"Ümitvar olunuz, şu istikbal inkılâbı içinde en yüksek gür sada İslâm'ın sadası olacaktır."

Piyasalar

Risale-i Nur’la mücadelede her desiseyi kullanıyorlar

Risale-i Nur'dan
16 Kasım 2014, Pazar
Dârü’l-Hikmet âzâsından Seyyid Sâdeddin Paşa dedi ki: “Kat’î bir vâsıta ile haber aldım; kökü ecnebîde ve kendisi burada bulunan bir zındıka komitesi senin bir eserini okumuş, demişler ki: ‘Bu eser sahibi dünyada kalsa, biz mesleğimizi, yani zındıkayı (dinsizliği) bu millete kabul ettiremeyeceğiz…’” İşte bu komite, otuz sene, belki kırk seneden beri hem tevessü’ etti [genişledi], hem benimle mücâdelede herbir desîseyi istimâl etti.

Azîz, sıddîk kardeşim ve bu fânî dünyada hamiyetli ve ciddî bir arkadaşım, 

Evvelâ, bütün dostlarım ve hemşehrilerimden, en ziyâde zâtınız ve bâzı Erzurumlu zâtların benim bu işkenceli ve mazlûmiyet hâletimde şefkatkârâne ciddî alâkadarlığınıza ve imdâdıma fikren koşmanıza cidden çok minnettarım ve âhir ömrüme kadar unutmayacağım. Size bin maşaallah ve bârekâllah derim. 

Sâniyen, mesleğime ve Risâle-i Nur’dan aldığım dersime bütün bütün muhâlif olarak ve on seneden beri fânî dünyanın geçici, ehemmiyetsiz hâdiselerine bakmamak olan bir düstur-u hayatıma da münâfi olarak, sırf senin hatırın ve merak ettiğin ve bu defaki uzun mektubun için, vaziyetime ve zâlimlerin işkencelerine âit birkaç maddeyi beyân edeceğim. 

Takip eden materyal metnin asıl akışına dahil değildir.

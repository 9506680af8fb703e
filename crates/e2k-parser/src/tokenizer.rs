// This Source Code Form is subject to the terms of the Mozilla Public
// License, v. 2.0. If a copy of the MPL was not distributed with this
// file, You can obtain one at https://mozilla.org/MPL/2.0/.

//! E2K statement tokenizer using nom combinators
//!
//! A statement is a space separated run of quoted strings, numbers and bare
//! words: `LINEASSIGN "B12" "Story3" SECTION "W18X35" ANG 0`.

use nom::{
    branch::alt,
    bytes::complete::{take_while, take_while1},
    character::complete::{char, digit0, digit1, one_of, space0},
    combinator::{opt, recognize},
    error::{Error, ErrorKind},
    IResult, Parser,
};

/// Lexical token of a statement
#[derive(Clone, Copy, Debug, PartialEq)]
pub enum Token<'a> {
    /// `"text"` (quotes stripped)
    Quoted(&'a str),
    /// Numeric literal
    Number(f64),
    /// Keyword or bare value
    Word(&'a str),
}

impl<'a> Token<'a> {
    /// Text of a quoted string or bare word
    pub fn text(&self) -> Option<&'a str> {
        match self {
            Token::Quoted(s) | Token::Word(s) => Some(s),
            Token::Number(_) => None,
        }
    }

    pub fn number(&self) -> Option<f64> {
        match self {
            Token::Number(n) => Some(*n),
            _ => None,
        }
    }
}

// ============================================================================
// Parsing Primitives
// ============================================================================

/// Parse a quoted string (`"` cannot be escaped in E2K)
fn quoted(input: &str) -> IResult<&str, Token<'_>> {
    let (input, _) = char('"')(input)?;
    let (input, text) = take_while(|c: char| c != '"')(input)?;
    let (input, _) = char('"')(input)?;
    Ok((input, Token::Quoted(text)))
}

/// Parse a number; it must end at whitespace or end of line
fn number(input: &str) -> IResult<&str, Token<'_>> {
    let (rest, num_str) = recognize((
        opt(one_of("+-")),
        alt((
            recognize((digit1, opt((char('.'), digit0)))),
            recognize((char('.'), digit1)),
        )),
        opt((one_of("eE"), opt(one_of("+-")), digit1)),
    ))
    .parse(input)?;

    if rest.chars().next().is_some_and(|c| !c.is_whitespace()) {
        return Err(nom::Err::Error(Error::new(input, ErrorKind::Float)));
    }

    // Use lexical-core for fast parsing
    let value: f64 = lexical_core::parse(num_str.as_bytes())
        .map_err(|_| nom::Err::Error(Error::new(input, ErrorKind::Float)))?;
    Ok((rest, Token::Number(value)))
}

/// Parse a bare word
fn word(input: &str) -> IResult<&str, Token<'_>> {
    let (input, text) = take_while1(|c: char| !c.is_whitespace() && c != '"')(input)?;
    Ok((input, Token::Word(text)))
}

/// Parse any token
fn token(input: &str) -> IResult<&str, Token<'_>> {
    alt((quoted, number, word)).parse(input)
}

// ============================================================================
// Statement Tokenizing
// ============================================================================

/// Split a statement line into tokens
pub fn tokenize(line: &str) -> Result<Vec<Token<'_>>, String> {
    let mut tokens = Vec::new();
    let mut input = line;
    loop {
        let (rest, _) = space0::<&str, Error<&str>>(input).map_err(|e| e.to_string())?;
        if rest.is_empty() {
            break;
        }
        match token(rest) {
            Ok((rest, tok)) => {
                tokens.push(tok);
                input = rest;
            }
            Err(_) if rest.starts_with('"') => {
                return Err("unterminated quoted string".to_string());
            }
            Err(_) => return Err(format!("unexpected input '{}'", rest)),
        }
    }
    Ok(tokens)
}

#[cfg(test)]
mod tests {
    use super::*;

    #[test]
    fn test_parse_quoted() {
        let (remaining, token) = quoted("\"W14X22\" rest").unwrap();
        assert_eq!(remaining, " rest");
        assert_eq!(token, Token::Quoted("W14X22"));

        let (_, token) = quoted("\"\"").unwrap();
        assert_eq!(token, Token::Quoted(""));
    }

    #[test]
    fn test_parse_number() {
        let (remaining, token) = number("42").unwrap();
        assert_eq!(remaining, "");
        assert_eq!(token, Token::Number(42.0));

        let (_, token) = number("-1.5E-3 ").unwrap();
        if let Token::Number(f) = token {
            assert!((f + 0.0015).abs() < 1e-12);
        } else {
            panic!("Expected number");
        }
    }

    #[test]
    fn test_number_must_end_at_whitespace() {
        assert!(number("1.2.3").is_err());
        assert!(number("3X").is_err());
        assert_eq!(token("1.2.3").unwrap().1, Token::Word("1.2.3"));
    }

    #[test]
    fn test_tokenize_statement() {
        let tokens = tokenize("  LINE  \"C1\"  COLUMN  \"1\"  \"1\"  1").unwrap();
        assert_eq!(
            tokens,
            vec![
                Token::Word("LINE"),
                Token::Quoted("C1"),
                Token::Word("COLUMN"),
                Token::Quoted("1"),
                Token::Quoted("1"),
                Token::Number(1.0),
            ]
        );
    }

    #[test]
    fn test_tokenize_quoted_with_spaces() {
        let tokens = tokenize("LINEASSIGN \"B1\" \"Story1\" RELEASE \"M2I M3I\"").unwrap();
        assert_eq!(tokens[4], Token::Quoted("M2I M3I"));
        assert_eq!(tokens[3].text(), Some("RELEASE"));
        assert_eq!(tokens[3].number(), None);
    }

    #[test]
    fn test_tokenize_errors() {
        assert_eq!(
            tokenize("STORY \"Base").unwrap_err(),
            "unterminated quoted string"
        );
        assert!(tokenize("").unwrap().is_empty());
    }
}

Birincisi: Otuz sene evvel Dârü’l-Hikmette âza iken birgün arkadaşımızdan ve Dârü’l-Hikmet âzâsından Seyyid Sâdeddin Paşa dedi ki: “Katî bir vâsıta ile haber aldım; kökü ecnebîde ve kendisi burada bulunan bir zındıka komitesi senin bir eserini okumuş, demişler ki, ‘Bu eser sahibi dünyada kalsa, biz mesleğimizi, yani zındıkayı (dinsizliği) bu millete kabul ettiremeyeceğiz. Bunun vücudunu kaldırmalıyız’ diye, senin îdâmına hükmetmişler; kendini muhâfaza et.” Ben de, “Tevekkeltü Alellah, ecel birdir, tegayyür etmez” dedim.

İşte bu komite, otuz sene, belki kırk seneden beri hem tevessü’ etti, hem benimle mücâdelede herbir desîseyi istimâl etti. İki defa imhâ için hapse ve on bir defa da beni zehirlemeye çalışmışlar. En son dehşetli plânları, sâbık dahiliye vekilini ve Afyon’un sâbık vâlisini ve Emirdağ’ının sâbık kaymakam vekilini aleyhime sevk etmeleriyle, resmî hükûmetin nüfûzunu bütün şiddetiyle aleyhimde istimâl etmeleridir. Benim gibi zayıf, ihtiyar, merdumgiriz, fakir, garip, hizmete çok muhtaç bir bîçareye o üç resmî memurlar, aleyhimde öyle bir propaganda yapmış ve herkesteki korku o dereceye varmış ki, bir memur bana selâm etse, haber aldıkları vakit değiştirdikleri için, casusluktan başka hiçbir memur bana uğramadığını ve komşularımın da bâzıları korkularından hiç selâm etmediklerini gördüğüm halde, inâyet ve hıfz-ı İlâhî bana bir sabır ve tahammül verdi. Emsâlsiz bu işkence ve bu tazyik beni onlara dehâlete mecbur etmedi. 

..............................

Üçüncüsü: İki sene, iki mahkeme, ellerinde tetkik edilen bütün Risâle-i Nur eczâlarında kanunca bir vesîle bulamayıp, (Haşiye) bizi ve Risâle-i Nur’u berâet ettirdikten sonra, zındıka komitesi, münâfık bâzı memurları vesîle ederek, merkez-i hükûmette resmî bir plân çevirip, beni bütün bütün hilâf-ı kanun olarak bütün dostlarımdan ve talebelerimden tecrid ve sıhhat ve hayatım noktasında en fena bir yerde, beni nefyetmek nâmı altında, haps-i münferid ve tecrid-i mutlak mânâsında, beni Emirdağ’ına gönderdiler. Şimdi tahakkuk etmiş ki, iki maksatla bu muâmeleyi yapıyorlar.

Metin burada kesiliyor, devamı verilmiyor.